Bigelow and Boal pull no punches in telling their story. At the outset Maya observes an interrogation involving waterboarding with fascination and repulsion. The filmmakers do not lecture, and do not judge. And although the scenes involving torture are disturbing, they are neither prevalent nor gratuitous.
Boal’s ear for dialogue here is uncanny, and Bigelow’s cinematic craftsmanship is off the charts. Her no-nonsense approach gives much of “Zero Dark Thirty” a documentary-like sense of verisimilitude. Boal’s screenplay, however, has its roots in the “new journalism” of the sixties, when writers began to apply literary techniques to descriptions of actual events. The combination of these techniques in the context of a movie creates something close to Hemingway as cinema.
“Zero Dark Thirty” is a long movie; go easy on the soda. That being said, there is no fat on this movie and it feels shorter than it is (157 minutes). In fact if anything Bigelow errs on the side of not giving the audience much time to catch up. The characters speak in jargon, and phony expository dialogue is eschewed.

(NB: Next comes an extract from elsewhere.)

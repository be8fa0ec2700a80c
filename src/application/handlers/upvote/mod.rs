//! Upvote handlers.

mod toggle_upvote;

pub use toggle_upvote::{ToggleUpvoteCommand, ToggleUpvoteHandler, ToggleUpvoteResult};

The climactic raid on the bin Laden compound is a masterpiece of action staging, with absolutely superb night aerial photography, and handheld photography on the ground, alternating natural lighting with the now-familiar technique of night vision, which looks a little like looking at the world through Gatorade. The calm, almost mechanical precision of the SEALs is almost chilling, and Bigelow doesn’t look away when they fire precautionary rounds into bodies already on the ground.
This is not primarily an action movie, however. Most of the plot deals with the hunt for bin Laden, though the story at times is punctuated with genuinely startling terrorist attacks, and Bigelow still does the most realistic and violent explosions in the business.
“Zero Dark Thirty” is loaded for bear with superb supporting performances from a highly talented cast, including the wonderful Jason Clarke as a CIA officer who starts to burn out after doling out too much torture, Kyle Chandler as a Mideast Section chief, Jennifer Ehle as a rival CIA officer and Mark Strong, as a frustrated intelligence officer back home. Joel Edgerton and Chris Pratt play members of SEAL Team Six, which eventually made the fateful raid on bin Laden’s compound in Pakistan.
Controversy surrounding this movie was probably inevitable. Criticisms in certain political arenas, however, charging that the movie depicts the intelligence that located bin Laden was the result of torture, are inaccurate. If anything, “Zero Dark Thirty” appears to take the view that information obtained under duress or through torture is unreliable. In any event, taken on its own merits as a movie, this is a must-see. “Zero Dark Thirty” is a dramatic and suspenseful powerhouse that’s likely to leave you limp.
"Zero Dark Thirty" is now showing at Capital District theaters including the Bow Tie Cinemas Movieland in Schenectady, the Rotterdam Square Cinema, the Regal Cinemas Colonie Center Stadium 13, the Regal Cinemas Crossgates Stadium 18 & IMAX, the Regal Cinemas Latham Circle Mall 10, the Regal Cinemas Clifton Park Stadium 10 & RPX, the Spectrum 7 in Albany and the Regal Cinemas East Greenbush 8.